Lors du passage dans les combles, la présence de cette photo n’échappe pas au journaliste qui guide le visiteur. D’abord parce que, contrairement à une autre image épinglée comme elle, contre le mur, à quelques mètres, dans un débarras encombré d’objets hétéroclites et  bien empoussiérés, il s’agit d’une authentique photographie argentique et non d’un document découpé dans quelque publication.
En haut de l’image, juste à côté d’un mystérieux « 26 » écrit au crayon, le tampon à l’encre rouge où l’on peut encore lire, malgré la moisissure qui recouvre une partie de l’image : « LE JOURNAL Service photographique). »
Il s’agit donc, bel et bien, d’une photo de presse.
Il apparaît assez rapidement que les personnages saluant le drapeau, à gauche, ne sont pas des inconnus. Avec ses cheveux blanchis et sa moustache noire, c’est Albert Lebrun. Ce gradé, face au drapeau, dont la main cache le visage, c’est le maréchal Pétain. Le nombre d’étoiles sur la manche et les rangs de feuilles de chêne sur le képi ne laissent planer aucun doute.

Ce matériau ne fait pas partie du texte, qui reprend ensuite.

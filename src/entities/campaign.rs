//! Campaign records - data-collection drives and per-supplier progress

use std::collections::BTreeMap;

use chrono::{DateTime, NaiveDate, Utc};
use serde::{Deserialize, Serialize};

use crate::core::error::{require_text, DbError, DbResult};

text_enum! {
    /// What a campaign collects
    pub enum CampaignType ("campaign type") {
        Imds => "IMDS",
        Pcf => "PCF",
        Mixed => "MIXED",
    }
}

text_enum! {
    /// Campaign lifecycle
    pub enum CampaignStatus ("campaign status") {
        Draft => "draft",
        Active => "active",
        Paused => "paused",
        Completed => "completed",
        Archived => "archived",
    }
}

text_enum! {
    /// Where one supplier stands inside one campaign
    pub enum ParticipationStatus ("participation status") {
        NotStarted => "not_started",
        InProgress => "in_progress",
        Submitted => "submitted",
        Validated => "validated",
        Rejected => "rejected",
        Overdue => "overdue",
    }
}

impl ParticipationStatus {
    /// Submitted and validated suppliers count as having responded
    pub fn has_responded(&self) -> bool {
        matches!(self, ParticipationStatus::Submitted | ParticipationStatus::Validated)
    }
}

/// A data-collection campaign
#[derive(Debug, Clone, PartialEq, Serialize, Deserialize)]
pub struct Campaign {
    pub id: i64,
    pub name: String,
    #[serde(rename = "type")]
    pub campaign_type: CampaignType,
    pub objective: Option<String>,
    pub start_date: Option<NaiveDate>,
    pub end_date: Option<NaiveDate>,
    pub target_part_families: Vec<String>,
    pub status: CampaignStatus,
    pub created_by: String,
    pub created_at: DateTime<Utc>,
    pub updated_at: DateTime<Utc>,
}

/// Enrollment counts for one campaign
#[derive(Debug, Clone, Copy, Default, PartialEq, Serialize)]
pub struct CampaignProgress {
    pub suppliers_total: i64,
    pub suppliers_responded: i64,
    pub suppliers_validated: i64,
    pub progress: f64,
}

impl CampaignProgress {
    pub fn new(total: i64, responded: i64, validated: i64) -> Self {
        Self {
            suppliers_total: total,
            suppliers_responded: responded,
            suppliers_validated: validated,
            progress: percent(responded, total),
        }
    }
}

/// `part / whole` as a percentage rounded to one decimal, 0 for an empty whole
pub fn percent(part: i64, whole: i64) -> f64 {
    if whole <= 0 {
        return 0.0;
    }
    (part as f64 / whole as f64 * 1000.0).round() / 10.0
}

/// Campaign as returned by listings, with its progress inlined
#[derive(Debug, Clone, Serialize)]
pub struct CampaignSummary {
    #[serde(flatten)]
    pub campaign: Campaign,
    #[serde(flatten)]
    pub progress: CampaignProgress,
}

#[derive(Debug, Clone, Serialize, Deserialize)]
pub struct NewCampaign {
    pub name: String,
    #[serde(rename = "type")]
    pub campaign_type: CampaignType,
    #[serde(default)]
    pub objective: Option<String>,
    #[serde(default)]
    pub start_date: Option<NaiveDate>,
    #[serde(default)]
    pub end_date: Option<NaiveDate>,
    #[serde(default)]
    pub target_part_families: Vec<String>,
    #[serde(default)]
    pub created_by: Option<String>,
}

impl NewCampaign {
    pub fn new(name: impl Into<String>, campaign_type: CampaignType) -> Self {
        Self {
            name: name.into(),
            campaign_type,
            objective: None,
            start_date: None,
            end_date: None,
            target_part_families: Vec::new(),
            created_by: None,
        }
    }

    pub fn validate(&self) -> DbResult<()> {
        require_text("name", &self.name)?;
        check_dates(self.start_date, self.end_date)
    }
}

fn check_dates(start: Option<NaiveDate>, end: Option<NaiveDate>) -> DbResult<()> {
    if let (Some(start), Some(end)) = (start, end) {
        if end < start {
            return Err(DbError::invalid(format!(
                "end_date {} is before start_date {}",
                end, start
            )));
        }
    }
    Ok(())
}

#[derive(Debug, Clone, Default, Serialize, Deserialize)]
#[serde(default)]
pub struct CampaignPatch {
    pub name: Option<String>,
    #[serde(rename = "type")]
    pub campaign_type: Option<CampaignType>,
    pub objective: Option<String>,
    pub start_date: Option<NaiveDate>,
    pub end_date: Option<NaiveDate>,
    pub target_part_families: Option<Vec<String>>,
    pub status: Option<CampaignStatus>,
}

impl CampaignPatch {
    /// Validate against the stored campaign so a lone end date is still checked
    pub fn validate(&self, current: &Campaign) -> DbResult<()> {
        if let Some(name) = &self.name {
            require_text("name", name)?;
        }
        check_dates(
            self.start_date.or(current.start_date),
            self.end_date.or(current.end_date),
        )
    }
}

/// Query parameters for listing campaigns
#[derive(Debug, Clone, Default, Deserialize)]
#[serde(default)]
pub struct CampaignFilter {
    #[serde(rename = "type")]
    pub campaign_type: Option<CampaignType>,
    pub status: Option<CampaignStatus>,
}

/// A supplier's row inside a campaign
#[derive(Debug, Clone, PartialEq, Serialize, Deserialize)]
pub struct CampaignSupplier {
    pub id: i64,
    pub campaign_id: i64,
    pub supplier_id: i64,
    pub supplier_name: String,
    pub status: ParticipationStatus,
    pub last_contact_at: Option<DateTime<Utc>>,
    pub reminders_sent: i64,
    pub progression_score: Option<f64>,
    pub notes: Option<String>,
    pub updated_at: DateTime<Utc>,
}

/// Body of the enrollment endpoint
#[derive(Debug, Clone, Deserialize)]
pub struct Enrollment {
    pub supplier_ids: Vec<i64>,
}

#[derive(Debug, Clone, Deserialize)]
pub struct ParticipationUpdate {
    pub status: ParticipationStatus,
    #[serde(default)]
    pub notes: Option<String>,
    #[serde(default)]
    pub progression_score: Option<f64>,
}

/// Per-campaign statistics
#[derive(Debug, Clone, Default, PartialEq, Serialize)]
pub struct CampaignStats {
    pub campaign_id: i64,
    pub total: i64,
    pub by_status: BTreeMap<String, i64>,
    pub response_rate: f64,
    pub validation_rate: f64,
}

/// Totals across every campaign
#[derive(Debug, Clone, Default, PartialEq, Serialize)]
pub struct CampaignTotals {
    pub total: i64,
    pub active: i64,
    pub draft: i64,
    pub completed: i64,
    pub total_suppliers_engaged: i64,
}
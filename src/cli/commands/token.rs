//! `sect token` command - Supplier portal access tokens

use chrono::Utc;
use clap::Subcommand;
use console::style;
use miette::Result;
use serde::Serialize;

use crate::cli::commands::utils::open_db;
use crate::cli::helpers::{confirm, or_dash, print_cancelled, print_structured};
use crate::cli::table::{CellValue, ColumnDef, TableFormatter, TableRow};
use crate::cli::{GlobalOpts, OutputFormat};
use crate::core::template::TemplateRenderer;
use crate::entities::portal::{fingerprint, AccessToken, IssuedToken, TokenRequest};

#[derive(Subcommand, Debug)]
pub enum TokenCommands {
    /// Issue a portal token for a supplier contact
    Issue(IssueArgs),

    /// List tokens, newest first
    List(ListArgs),

    /// Deactivate a token
    Revoke(RevokeArgs),

    /// Check whether a token is currently valid
    Verify(VerifyArgs),
}

#[derive(clap::Args, Debug)]
pub struct IssueArgs {
    /// Supplier id
    #[arg(long, short = 's')]
    pub supplier: i64,

    /// Contact email the link is sent to
    #[arg(long, short = 'e')]
    pub email: String,

    /// Contact name used in the invitation
    #[arg(long)]
    pub name: Option<String>,

    /// Restrict submissions to one campaign
    #[arg(long, short = 'c')]
    pub campaign: Option<i64>,

    /// Validity in days (default: portal.default_expiry_days)
    #[arg(long, short = 'd')]
    pub days: Option<i64>,

    /// Recorded as the issuer
    #[arg(long)]
    pub created_by: Option<String>,

    /// Print only the portal URL
    #[arg(long)]
    pub url_only: bool,
}

#[derive(clap::Args, Debug)]
pub struct ListArgs {
    /// Only tokens for this supplier
    #[arg(long, short = 's')]
    pub supplier: Option<i64>,

    /// Hide revoked and expired tokens
    #[arg(long)]
    pub active: bool,
}

#[derive(clap::Args, Debug)]
pub struct RevokeArgs {
    /// Token id
    pub id: i64,

    /// Skip the confirmation prompt
    #[arg(long, short = 'y')]
    pub yes: bool,
}

#[derive(clap::Args, Debug)]
pub struct VerifyArgs {
    /// Token value
    pub token: String,
}

const COLUMNS: &[ColumnDef] = &[
    ColumnDef::new("id", "ID", 6),
    ColumnDef::new("supplier", "SUPPLIER", 28),
    ColumnDef::new("email", "CONTACT", 30),
    ColumnDef::new("campaign", "CAMPAIGN", 24),
    ColumnDef::new("state", "STATE", 8),
    ColumnDef::new("expires", "EXPIRES", 17),
    ColumnDef::new("uses", "USES", 5),
    ColumnDef::new("fingerprint", "FINGERPRINT", 14),
];

pub fn run(cmd: TokenCommands, global: &GlobalOpts) -> Result<()> {
    match cmd {
        TokenCommands::Issue(args) => run_issue(args, global),
        TokenCommands::List(args) => run_list(args, global),
        TokenCommands::Revoke(args) => run_revoke(args, global),
        TokenCommands::Verify(args) => run_verify(args, global),
    }
}

#[derive(Serialize)]
struct IssuedOutput<'a> {
    #[serde(flatten)]
    issued: &'a IssuedToken,
    invitation: &'a str,
}

fn run_issue(args: IssueArgs, global: &GlobalOpts) -> Result<()> {
    let (ctx, mut db) = open_db(global)?;
    let request = TokenRequest {
        supplier_id: Some(args.supplier),
        campaign_id: args.campaign,
        contact_email: args.email,
        contact_name: args.name,
        expires_days: args.days,
        created_by: args.created_by,
    };
    let issued = db.issue_token(
        request,
        ctx.config.portal.default_expiry_days,
        &ctx.config.server.public_url,
    )?;
    let invitation = TemplateRenderer::new()?.invitation(&issued)?;

    if args.url_only {
        println!("{}", issued.portal_url);
        return Ok(());
    }

    match global.format {
        OutputFormat::Json | OutputFormat::Yaml => print_structured(
            &IssuedOutput {
                issued: &issued,
                invitation: &invitation,
            },
            global.format,
        ),
        OutputFormat::Id => {
            println!("{}", issued.token.token);
            Ok(())
        }
        _ => {
            let token = &issued.token;
            println!(
                "{} Issued token {} for {} <{}>",
                style("✓").green(),
                style(token.id).cyan(),
                or_dash(token.supplier_name.as_deref()),
                token.contact_email
            );
            println!("  token:   {}", token.token);
            println!("  url:     {}", style(&issued.portal_url).cyan());
            println!(
                "  expires: {}",
                token.expires_at.format("%Y-%m-%d %H:%M UTC")
            );
            if !global.quiet {
                println!();
                println!("{}", style("Invitation").bold());
                println!("{}", style("-".repeat(60)).dim());
                println!("{}", invitation.trim_end());
            }
            Ok(())
        }
    }
}

fn token_state(token: &AccessToken) -> &'static str {
    if !token.is_active {
        "revoked"
    } else if token.is_valid_at(Utc::now()) {
        "active"
    } else {
        "expired"
    }
}

fn row(t: &AccessToken) -> TableRow {
    TableRow::new(t.id)
        .cell("id", CellValue::Id(t.id))
        .cell(
            "supplier",
            CellValue::Text(
                t.supplier_name
                    .clone()
                    .unwrap_or_else(|| t.supplier_id.to_string()),
            ),
        )
        .cell("email", CellValue::Text(t.contact_email.clone()))
        .cell(
            "campaign",
            t.campaign_name
                .clone()
                .map_or(CellValue::Empty, CellValue::Text),
        )
        .cell("state", CellValue::Status(token_state(t).to_string()))
        .cell("expires", CellValue::DateTime(Some(t.expires_at)))
        .cell("uses", CellValue::Number(t.use_count))
        .cell("fingerprint", CellValue::Text(fingerprint(&t.token)))
}

fn run_list(args: ListArgs, global: &GlobalOpts) -> Result<()> {
    let (_, db) = open_db(global)?;
    let mut tokens = db.list_tokens(args.supplier)?;
    if args.active {
        let now = Utc::now();
        tokens.retain(|t| t.is_valid_at(now));
    }

    match global.format {
        OutputFormat::Json | OutputFormat::Yaml => print_structured(&tokens, global.format),
        format => {
            if tokens.is_empty() && format == OutputFormat::Auto {
                println!("No tokens found.");
                return Ok(());
            }
            TableFormatter::new(COLUMNS, "token").output(tokens.iter().map(row), format)
        }
    }
}

fn run_revoke(args: RevokeArgs, global: &GlobalOpts) -> Result<()> {
    let (_, mut db) = open_db(global)?;
    let token = db.get_token(args.id)?;

    let prompt = format!(
        "Revoke token {} for {}? The supplier will lose portal access.",
        token.id, token.contact_email
    );
    if !confirm(&prompt, args.yes)? {
        print_cancelled();
        return Ok(());
    }

    let revoked = db.revoke_token(Some(args.id), None)?;
    if !global.quiet {
        println!(
            "{} Revoked token {} ({})",
            style("✓").green(),
            style(revoked.id).cyan(),
            revoked.contact_email
        );
    }
    Ok(())
}

fn run_verify(args: VerifyArgs, global: &GlobalOpts) -> Result<()> {
    let (_, db) = open_db(global)?;
    let token = db.lookup_token(args.token.trim())?;

    match global.format {
        OutputFormat::Json | OutputFormat::Yaml => print_structured(&token, global.format),
        _ => {
            println!(
                "{} Token is valid for {} <{}>",
                style("✓").green(),
                or_dash(token.supplier_name.as_deref()),
                token.contact_email
            );
            if let Some(campaign) = &token.campaign_name {
                println!("  campaign: {}", campaign);
            }
            println!(
                "  expires:  {}",
                token.expires_at.format("%Y-%m-%d %H:%M UTC")
            );
            Ok(())
        }
    }
}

Des recherches plus approfondies montreront ultérieurement que le petit homme à barbiche blanche à droite (sur l’image) de Lebrun, c’est Raymond Poincaré. L’homme, grand,  de dos avec sa canne et ses guêtres, c’est André Maginot. Derrière Lebrun, un militaire dont la poitrine est barrée d’une écharpe, le général De Castelnau. L’homme qui regarde le photographe est probablement le chef du protocole contrôlant la presse  saisissant cet instant.
Les drapeaux sont en berne et dans l’angle du drapeau qui s’incline (légèrement bombé par le mouvement), le numéro du régiment : 69.
Au mal que l’on a à retirer cette photo avec beaucoup de minutie pour ne pas l’abîmer, on devine qu’elle séjourne en ce lieu depuis bien longtemps. Elle a été punaisée très proprement contre le mur à hauteur d’homme (2).
Nettoyée, replongée dans le fixateur, cette photo sera publiée dans Midi Libre quelques jours plus tard avec un appel à la mémoire des Nîmois. Plus d’une vingtaine de personnes se manifesteront donnant chacune sa version « nîmoise » ou « languedocienne », voir « marseillaise » de l’événement photographié.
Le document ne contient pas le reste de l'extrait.